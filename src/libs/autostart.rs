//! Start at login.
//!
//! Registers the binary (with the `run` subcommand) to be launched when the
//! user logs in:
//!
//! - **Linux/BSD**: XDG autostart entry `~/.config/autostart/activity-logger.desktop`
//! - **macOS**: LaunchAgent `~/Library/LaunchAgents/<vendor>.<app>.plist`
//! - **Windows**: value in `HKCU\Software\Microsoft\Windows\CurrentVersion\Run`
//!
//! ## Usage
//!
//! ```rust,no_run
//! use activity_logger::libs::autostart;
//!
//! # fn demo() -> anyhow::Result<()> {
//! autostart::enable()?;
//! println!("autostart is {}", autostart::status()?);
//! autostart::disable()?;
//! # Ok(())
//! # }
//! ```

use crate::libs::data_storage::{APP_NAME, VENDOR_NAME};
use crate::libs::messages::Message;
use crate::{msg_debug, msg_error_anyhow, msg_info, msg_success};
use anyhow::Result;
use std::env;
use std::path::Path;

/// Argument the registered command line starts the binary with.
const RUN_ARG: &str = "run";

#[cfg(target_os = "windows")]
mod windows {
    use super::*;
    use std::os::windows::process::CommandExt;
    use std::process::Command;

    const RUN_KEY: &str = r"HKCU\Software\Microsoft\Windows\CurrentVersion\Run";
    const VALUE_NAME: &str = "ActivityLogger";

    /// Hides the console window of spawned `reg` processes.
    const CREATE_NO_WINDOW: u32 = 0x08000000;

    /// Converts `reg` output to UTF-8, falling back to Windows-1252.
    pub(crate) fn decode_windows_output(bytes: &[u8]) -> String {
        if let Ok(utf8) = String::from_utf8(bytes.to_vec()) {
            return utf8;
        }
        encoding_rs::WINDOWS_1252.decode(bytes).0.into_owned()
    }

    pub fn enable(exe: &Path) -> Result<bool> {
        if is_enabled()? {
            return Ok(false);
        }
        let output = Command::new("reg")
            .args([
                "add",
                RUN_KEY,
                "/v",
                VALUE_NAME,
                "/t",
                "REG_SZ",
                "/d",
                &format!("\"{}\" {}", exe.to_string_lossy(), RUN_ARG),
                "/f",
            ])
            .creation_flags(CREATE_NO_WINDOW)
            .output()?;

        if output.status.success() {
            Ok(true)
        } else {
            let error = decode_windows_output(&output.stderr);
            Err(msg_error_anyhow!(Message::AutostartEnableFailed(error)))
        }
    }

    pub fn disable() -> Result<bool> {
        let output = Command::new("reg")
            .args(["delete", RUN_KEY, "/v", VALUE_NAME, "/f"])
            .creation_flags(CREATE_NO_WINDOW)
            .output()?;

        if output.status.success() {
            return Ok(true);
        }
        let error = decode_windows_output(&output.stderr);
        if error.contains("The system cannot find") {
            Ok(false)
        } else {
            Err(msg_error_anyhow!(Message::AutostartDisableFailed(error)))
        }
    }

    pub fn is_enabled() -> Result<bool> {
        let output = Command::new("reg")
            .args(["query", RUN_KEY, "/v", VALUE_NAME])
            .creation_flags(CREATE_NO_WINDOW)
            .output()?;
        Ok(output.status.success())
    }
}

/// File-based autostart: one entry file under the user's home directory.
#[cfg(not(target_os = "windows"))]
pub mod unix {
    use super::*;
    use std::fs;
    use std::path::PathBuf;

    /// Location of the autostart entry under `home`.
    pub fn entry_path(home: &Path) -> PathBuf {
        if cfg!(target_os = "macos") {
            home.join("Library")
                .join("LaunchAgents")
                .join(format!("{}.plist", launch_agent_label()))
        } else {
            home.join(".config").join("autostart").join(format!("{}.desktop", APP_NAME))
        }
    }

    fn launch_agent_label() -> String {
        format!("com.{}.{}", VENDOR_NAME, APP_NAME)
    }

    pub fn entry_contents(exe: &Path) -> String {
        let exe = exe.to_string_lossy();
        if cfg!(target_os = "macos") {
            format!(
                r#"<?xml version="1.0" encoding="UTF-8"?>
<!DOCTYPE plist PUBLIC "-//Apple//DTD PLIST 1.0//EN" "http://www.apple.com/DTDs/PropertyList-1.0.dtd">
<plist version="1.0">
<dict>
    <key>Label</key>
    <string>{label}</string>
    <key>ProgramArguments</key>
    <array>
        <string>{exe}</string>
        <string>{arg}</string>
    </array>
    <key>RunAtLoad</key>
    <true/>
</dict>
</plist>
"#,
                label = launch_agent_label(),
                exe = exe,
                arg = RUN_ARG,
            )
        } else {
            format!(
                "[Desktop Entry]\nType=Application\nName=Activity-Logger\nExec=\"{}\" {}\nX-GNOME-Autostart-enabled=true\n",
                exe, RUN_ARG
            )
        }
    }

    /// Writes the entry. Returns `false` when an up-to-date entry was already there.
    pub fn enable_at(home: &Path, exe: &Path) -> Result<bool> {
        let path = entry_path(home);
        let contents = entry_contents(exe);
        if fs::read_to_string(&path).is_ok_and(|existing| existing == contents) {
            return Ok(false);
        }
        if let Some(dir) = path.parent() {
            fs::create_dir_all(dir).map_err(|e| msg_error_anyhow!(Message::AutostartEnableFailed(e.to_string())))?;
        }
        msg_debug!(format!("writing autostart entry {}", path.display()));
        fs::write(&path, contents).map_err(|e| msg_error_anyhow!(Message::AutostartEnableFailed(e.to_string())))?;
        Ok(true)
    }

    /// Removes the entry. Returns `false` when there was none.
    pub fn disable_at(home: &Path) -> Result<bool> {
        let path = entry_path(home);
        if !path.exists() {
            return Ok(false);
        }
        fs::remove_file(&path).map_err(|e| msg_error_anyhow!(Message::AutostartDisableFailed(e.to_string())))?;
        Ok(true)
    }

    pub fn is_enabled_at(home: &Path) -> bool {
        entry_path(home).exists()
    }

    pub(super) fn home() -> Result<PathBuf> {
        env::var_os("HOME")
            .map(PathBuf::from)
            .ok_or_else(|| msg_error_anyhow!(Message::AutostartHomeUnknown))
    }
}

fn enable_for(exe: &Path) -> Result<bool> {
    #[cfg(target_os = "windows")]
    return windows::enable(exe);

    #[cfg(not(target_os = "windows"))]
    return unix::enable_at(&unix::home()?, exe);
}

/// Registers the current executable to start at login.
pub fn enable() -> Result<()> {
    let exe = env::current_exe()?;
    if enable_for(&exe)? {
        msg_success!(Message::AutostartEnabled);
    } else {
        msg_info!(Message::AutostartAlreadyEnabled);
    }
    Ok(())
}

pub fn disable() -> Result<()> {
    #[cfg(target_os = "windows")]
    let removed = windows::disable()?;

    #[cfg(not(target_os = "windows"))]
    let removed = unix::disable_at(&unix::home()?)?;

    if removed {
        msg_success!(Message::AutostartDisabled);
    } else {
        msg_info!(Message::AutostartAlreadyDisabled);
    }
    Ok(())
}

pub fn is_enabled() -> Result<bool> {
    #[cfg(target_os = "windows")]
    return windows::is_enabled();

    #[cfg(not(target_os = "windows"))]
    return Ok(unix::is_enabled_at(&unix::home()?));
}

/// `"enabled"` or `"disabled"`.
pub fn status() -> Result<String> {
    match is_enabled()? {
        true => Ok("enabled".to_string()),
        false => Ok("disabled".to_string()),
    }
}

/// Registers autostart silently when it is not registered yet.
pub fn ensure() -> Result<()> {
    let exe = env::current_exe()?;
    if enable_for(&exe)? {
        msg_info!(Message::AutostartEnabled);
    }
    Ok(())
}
----------------
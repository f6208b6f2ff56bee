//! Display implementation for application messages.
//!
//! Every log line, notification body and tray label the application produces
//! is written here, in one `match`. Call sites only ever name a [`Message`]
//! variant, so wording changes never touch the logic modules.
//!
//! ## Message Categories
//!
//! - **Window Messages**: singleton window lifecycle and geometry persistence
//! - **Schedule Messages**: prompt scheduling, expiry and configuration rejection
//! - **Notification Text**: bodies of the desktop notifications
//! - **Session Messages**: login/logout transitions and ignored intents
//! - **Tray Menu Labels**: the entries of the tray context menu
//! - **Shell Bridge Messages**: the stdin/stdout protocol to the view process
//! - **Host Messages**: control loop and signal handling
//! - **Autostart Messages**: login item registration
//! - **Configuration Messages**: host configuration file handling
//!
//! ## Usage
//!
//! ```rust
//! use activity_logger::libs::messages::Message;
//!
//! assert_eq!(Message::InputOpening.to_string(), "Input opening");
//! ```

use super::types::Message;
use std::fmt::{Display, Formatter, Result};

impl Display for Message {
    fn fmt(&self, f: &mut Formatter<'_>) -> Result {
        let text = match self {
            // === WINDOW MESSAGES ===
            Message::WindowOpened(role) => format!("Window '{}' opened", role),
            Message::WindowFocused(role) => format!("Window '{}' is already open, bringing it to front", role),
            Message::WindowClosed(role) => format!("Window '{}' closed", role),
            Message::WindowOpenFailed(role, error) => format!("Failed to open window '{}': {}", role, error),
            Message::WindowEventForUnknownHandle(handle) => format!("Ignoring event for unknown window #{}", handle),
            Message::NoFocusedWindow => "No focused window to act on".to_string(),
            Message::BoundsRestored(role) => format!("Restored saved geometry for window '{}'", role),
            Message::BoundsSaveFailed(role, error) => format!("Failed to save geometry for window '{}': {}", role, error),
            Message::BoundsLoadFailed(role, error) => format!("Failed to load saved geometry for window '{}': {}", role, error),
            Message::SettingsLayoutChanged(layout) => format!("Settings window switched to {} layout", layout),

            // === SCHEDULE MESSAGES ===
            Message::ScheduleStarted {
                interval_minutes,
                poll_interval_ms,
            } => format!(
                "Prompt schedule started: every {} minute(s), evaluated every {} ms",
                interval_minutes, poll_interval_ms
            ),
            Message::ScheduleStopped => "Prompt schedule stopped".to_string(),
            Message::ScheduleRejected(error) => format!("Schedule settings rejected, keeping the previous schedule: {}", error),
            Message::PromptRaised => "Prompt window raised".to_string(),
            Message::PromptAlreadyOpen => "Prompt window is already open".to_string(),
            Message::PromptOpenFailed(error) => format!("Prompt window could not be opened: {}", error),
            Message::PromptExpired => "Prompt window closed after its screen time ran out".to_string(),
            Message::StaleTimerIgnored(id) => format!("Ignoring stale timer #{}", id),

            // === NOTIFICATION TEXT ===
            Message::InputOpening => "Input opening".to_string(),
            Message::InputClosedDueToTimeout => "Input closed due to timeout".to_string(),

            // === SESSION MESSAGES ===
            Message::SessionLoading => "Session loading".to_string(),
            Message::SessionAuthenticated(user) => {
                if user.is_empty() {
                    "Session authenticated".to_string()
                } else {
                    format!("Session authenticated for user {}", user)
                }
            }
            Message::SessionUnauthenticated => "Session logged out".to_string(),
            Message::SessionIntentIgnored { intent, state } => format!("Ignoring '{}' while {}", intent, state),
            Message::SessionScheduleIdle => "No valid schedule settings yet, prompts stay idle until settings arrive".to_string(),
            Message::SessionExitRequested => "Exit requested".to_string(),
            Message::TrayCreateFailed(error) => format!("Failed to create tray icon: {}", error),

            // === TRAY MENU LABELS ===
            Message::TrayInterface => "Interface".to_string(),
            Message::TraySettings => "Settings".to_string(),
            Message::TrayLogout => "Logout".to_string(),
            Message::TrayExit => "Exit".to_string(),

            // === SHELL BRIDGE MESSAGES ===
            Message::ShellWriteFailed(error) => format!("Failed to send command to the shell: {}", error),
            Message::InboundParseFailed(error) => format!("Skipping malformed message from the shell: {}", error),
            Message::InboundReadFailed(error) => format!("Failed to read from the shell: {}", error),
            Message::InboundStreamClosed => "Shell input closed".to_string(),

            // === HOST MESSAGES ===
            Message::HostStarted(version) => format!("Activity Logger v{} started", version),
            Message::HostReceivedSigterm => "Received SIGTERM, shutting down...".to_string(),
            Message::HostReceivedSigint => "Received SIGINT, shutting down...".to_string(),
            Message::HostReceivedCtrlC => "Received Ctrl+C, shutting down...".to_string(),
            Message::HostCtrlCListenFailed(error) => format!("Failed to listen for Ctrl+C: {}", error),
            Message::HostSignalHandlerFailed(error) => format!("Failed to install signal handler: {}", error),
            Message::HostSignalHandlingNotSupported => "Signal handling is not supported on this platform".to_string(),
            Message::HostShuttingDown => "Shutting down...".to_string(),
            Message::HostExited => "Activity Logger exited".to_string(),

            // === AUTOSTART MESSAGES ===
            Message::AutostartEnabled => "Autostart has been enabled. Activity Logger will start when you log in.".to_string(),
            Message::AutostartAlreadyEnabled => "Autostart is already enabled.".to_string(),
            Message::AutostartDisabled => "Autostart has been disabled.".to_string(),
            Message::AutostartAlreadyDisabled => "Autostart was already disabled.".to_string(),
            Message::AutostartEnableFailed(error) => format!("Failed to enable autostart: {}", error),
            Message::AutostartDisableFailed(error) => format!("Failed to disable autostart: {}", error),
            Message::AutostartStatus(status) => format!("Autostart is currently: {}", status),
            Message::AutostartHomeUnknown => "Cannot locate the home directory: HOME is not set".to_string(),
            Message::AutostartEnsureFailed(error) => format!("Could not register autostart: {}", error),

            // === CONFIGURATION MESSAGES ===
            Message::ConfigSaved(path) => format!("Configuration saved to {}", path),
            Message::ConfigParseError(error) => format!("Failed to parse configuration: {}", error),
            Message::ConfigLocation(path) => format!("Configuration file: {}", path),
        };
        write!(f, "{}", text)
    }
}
----------------
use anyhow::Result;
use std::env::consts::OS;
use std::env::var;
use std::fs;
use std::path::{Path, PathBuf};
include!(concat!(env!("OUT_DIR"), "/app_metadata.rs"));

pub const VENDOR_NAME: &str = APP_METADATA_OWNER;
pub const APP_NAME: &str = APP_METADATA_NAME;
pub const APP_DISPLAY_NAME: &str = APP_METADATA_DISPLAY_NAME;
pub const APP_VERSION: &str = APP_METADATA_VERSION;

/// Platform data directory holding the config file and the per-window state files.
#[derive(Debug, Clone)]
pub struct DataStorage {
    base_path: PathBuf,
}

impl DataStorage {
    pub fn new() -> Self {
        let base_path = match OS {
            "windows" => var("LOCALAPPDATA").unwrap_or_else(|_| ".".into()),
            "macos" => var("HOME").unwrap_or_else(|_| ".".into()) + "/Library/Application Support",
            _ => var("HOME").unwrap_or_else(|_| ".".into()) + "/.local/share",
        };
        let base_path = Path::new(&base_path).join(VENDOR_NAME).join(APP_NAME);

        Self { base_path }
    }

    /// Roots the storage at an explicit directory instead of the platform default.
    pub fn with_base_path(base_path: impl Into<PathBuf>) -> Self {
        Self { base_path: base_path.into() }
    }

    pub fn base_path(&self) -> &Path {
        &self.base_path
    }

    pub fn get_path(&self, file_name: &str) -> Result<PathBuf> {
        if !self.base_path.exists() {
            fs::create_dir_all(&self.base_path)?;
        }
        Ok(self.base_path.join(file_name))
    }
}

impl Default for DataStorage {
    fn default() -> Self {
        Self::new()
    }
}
----------------
Aim of the task
Each line in the listing above that contains "Registers" should be copied.

Written response
//! Registers the binary (with the `run` subcommand) to be launched when the
/// Registers the current executable to start at login.
/// Registers autostart silently when it is not registered yet.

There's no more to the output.